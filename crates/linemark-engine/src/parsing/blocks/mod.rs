//! # Block Parsing
//!
//! Two-phase, line-at-a-time block parsing.
//!
//! ## Parsing Phases
//!
//! 1. **Line Classification** (`classify`): each line is given a [`Category`]
//!    by fixed-precedence tests, then converted to an [`Item`] holding its
//!    HTML fragment
//!
//! 2. **Phrase Grouping** (`builder`): a [`PhraseBuilder`] appends each item
//!    to the trailing [`Phrase`] when the category matches, otherwise opens a
//!    new phrase
//!
//! ## Modules
//!
//! - **`types`**: Core types (`Category`, `Item`, `Phrase`)
//! - **`kinds`**: Block-specific detection and conversion with owned delimiters
//! - **`classify`**: `MarkdownLineClassifier` picks a category and converts
//! - **`builder`**: `PhraseBuilder` groups items and renders them
//!
//! ## Key Invariants
//!
//! - A phrase is never empty
//! - Adjacent phrases never share a category
//! - No multi-line lookahead; nesting is not tracked

pub mod builder;
pub mod classify;
pub mod kinds;
pub mod types;

pub use builder::PhraseBuilder;
pub use classify::MarkdownLineClassifier;
pub use types::{Category, Item, Phrase};
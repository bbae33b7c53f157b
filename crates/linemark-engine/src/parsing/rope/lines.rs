use xi_rope::Rope;

/// A single source line with its line terminator removed.
#[derive(Debug, Clone, PartialEq, Eq)]
pub struct LineRef {
    /// 1-based line number in the source document.
    pub number: usize,
    /// The line text without `\n` or `\r\n`.
    pub text: String,
}

/// Returns an iterator over the lines of the rope, numbered from 1.
///
/// Uses `lines` rather than `lines_raw` so terminators never reach the
/// classifier. A trailing newline does not yield an extra empty line.
pub fn numbered_lines(rope: &Rope) -> impl Iterator<Item = LineRef> + '_ {
    rope.lines(..).enumerate().map(|(i, line)| LineRef {
        number: i + 1,
        text: line.into_owned(),
    })
}
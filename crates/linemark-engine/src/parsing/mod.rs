pub mod blocks;
pub mod parser;
pub mod rope;

#[cfg(test)]
mod tests;

use xi_rope::Rope;

pub use parser::Parser;

use rope::numbered_lines;

/// Options for whole-document conversion.
#[derive(Debug, Clone, Copy, Default, PartialEq, Eq)]
pub struct ConvertOptions {
    /// Drop empty and whitespace-only lines before they reach the parser.
    ///
    /// Off by default, in which case every blank line renders as `<hr/>`.
    pub skip_blank_lines: bool,
}

/// Feeds every line of the rope to a fresh [`Parser`] and renders the result.
pub fn convert_document(rope: &Rope, options: &ConvertOptions) -> String {
    let mut parser = Parser::new();
    let mut skipped = 0usize;

    for line in numbered_lines(rope) {
        if options.skip_blank_lines && line.text.trim().is_empty() {
            log::trace!("skipping blank line {}", line.number);
            skipped += 1;
            continue;
        }
        parser.parse(&line.text);
    }

    log::debug!(
        "converted document into {} phrases ({skipped} blank lines skipped)",
        parser.phrase_count()
    );
    parser.to_html()
}

/// Converts Markdown text held in a string.
pub fn convert_str(text: &str, options: &ConvertOptions) -> String {
    convert_document(&Rope::from(text), options)
}

/// Converts Markdown text with default options.
pub fn markdown_to_html(text: &str) -> String {
    convert_str(text, &ConvertOptions::default())
}
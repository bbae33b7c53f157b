use super::types::{Item, Phrase};

/// Groups converted items into phrases.
///
/// An item joins the trailing phrase when the categories match; otherwise it
/// opens a new one. Phrases are never removed or reordered.
#[derive(Debug, Clone, Default)]
pub struct PhraseBuilder {
    phrases: Vec<Phrase>,
}

impl PhraseBuilder {
    pub fn new() -> Self {
        Self::default()
    }

    pub fn push(&mut self, item: Item) {
        let item = match self.phrases.last_mut() {
            Some(last) => match last.try_push(item) {
                Ok(()) => return,
                Err(item) => item,
            },
            None => item,
        };

        log::trace!(
            "opening phrase #{} for {:?}",
            self.phrases.len() + 1,
            item.category()
        );
        self.phrases.push(Phrase::new(item));
    }

    pub fn phrases(&self) -> &[Phrase] {
        &self.phrases
    }

    pub fn render(&self) -> String {
        let mut out = String::new();
        for phrase in &self.phrases {
            phrase.render_into(&mut out);
        }
        out
    }
}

_TASK TO COMPLETE:_ Each line above must be retyped exactly in the response.

_OUTPUT BELOW:_
filename crates/linemark-engine/src/parsing/blocks/mod.rs
//! # Block Parsing
//!
//! Two-phase, line-at-a-time block parsing.
//!
//! ## Parsing Phases
//!
//! 1. **Line Classification** (`classify`): each line is given a [`Category`]
//!    by fixed-precedence tests, then converted to an [`Item`] holding its
//!    HTML fragment
//!
//! 2. **Phrase Grouping** (`builder`): a [`PhraseBuilder`] appends each item
//!    to the trailing [`Phrase`] when the category matches, otherwise opens a
//!    new phrase
//!
//! ## Modules
//!
//! - **`types`**: Core types (`Category`, `Item`, `Phrase`)
//! - **`kinds`**: Block-specific detection and conversion with owned delimiters
//! - **`classify`**: `MarkdownLineClassifier` picks a category and converts
//! - **`builder`**: `PhraseBuilder` groups items and renders them
//!
//! ## Key Invariants
//!
//! - A phrase is never empty
//! - Adjacent phrases never share a category
//! - No multi-line lookahead; nesting is not tracked

pub mod builder;
pub mod classify;
pub mod kinds;
pub mod types;

pub use builder::PhraseBuilder;
pub use classify::MarkdownLineClassifier;
pub use types::{Category, Item, Phrase};
repository bbae33b7c53f157b
filename crates/linemark-engine/src/parsing/rope/lines.rs
use xi_rope::Rope;

/// A single source line with its line terminator removed.
#[derive(Debug, Clone, PartialEq, Eq)]
pub struct LineRef {
    /// 1-based line number in the source document.
    pub number: usize,
    /// The line text without `\n` or `\r\n`.
    pub text: String,
}

/// Returns an iterator over the lines of the rope, numbered from 1.
///
/// Uses `lines` rather than `lines_raw` so terminators never reach the
/// classifier. A trailing newline does not yield an extra empty line.
pub fn numbered_lines(rope: &Rope) -> impl Iterator<Item = LineRef> + '_ {
    rope.lines(..).enumerate().map(|(i, line)| LineRef {
        number: i + 1,
        text: line.into_owned(),
    })
}
filename crates/linemark-engine/src/parsing/mod.rs
pub mod blocks;
pub mod parser;
pub mod rope;

#[cfg(test)]
mod tests;

use xi_rope::Rope;

pub use parser::Parser;

use rope::numbered_lines;

/// Options for whole-document conversion.
#[derive(Debug, Clone, Copy, Default, PartialEq, Eq)]
pub struct ConvertOptions {
    /// Drop empty and whitespace-only lines before they reach the parser.
    ///
    /// Off by default, in which case every blank line renders as `<hr/>`.
    pub skip_blank_lines: bool,
}

/// Feeds every line of the rope to a fresh [`Parser`] and renders the result.
pub fn convert_document(rope: &Rope, options: &ConvertOptions) -> String {
    let mut parser = Parser::new();
    let mut skipped = 0usize;

    for line in numbered_lines(rope) {
        if options.skip_blank_lines && line.text.trim().is_empty() {
            log::trace!("skipping blank line {}", line.number);
            skipped += 1;
            continue;
        }
        parser.parse(&line.text);
    }

    log::debug!(
        "converted document into {} phrases ({skipped} blank lines skipped)",
        parser.phrase_count()
    );
    parser.to_html()
}

/// Converts Markdown text held in a string.
pub fn convert_str(text: &str, options: &ConvertOptions) -> String {
    convert_document(&Rope::from(text), options)
}

/// Converts Markdown text with default options.
pub fn markdown_to_html(text: &str) -> String {
    convert_str(text, &ConvertOptions::default())
}
repository bbae33b7c53f157b
use super::types::{Item, Phrase};

/// Groups converted items into phrases.
///
/// An item joins the trailing phrase when the categories match; otherwise it
/// opens a new one. Phrases are never removed or reordered.
#[derive(Debug, Clone, Default)]
pub struct PhraseBuilder {
    phrases: Vec<Phrase>,
}

impl PhraseBuilder {
    pub fn new() -> Self {
        Self::default()
    }

    pub fn push(&mut self, item: Item) {
        let item = match self.phrases.last_mut() {
            Some(last) => match last.try_push(item) {
                Ok(()) => return,
                Err(item) => item,
            },
            None => item,
        };

        log::trace!(
            "opening phrase #{} for {:?}",
            self.phrases.len() + 1,
            item.category()
        );
        self.phrases.push(Phrase::new(item));
    }

    pub fn phrases(&self) -> &[Phrase] {
        &self.phrases
    }

    pub fn render(&self) -> String {
        let mut out = String::new();
        for phrase in &self.phrases {
            phrase.render_into(&mut out);
        }
        out
    }
}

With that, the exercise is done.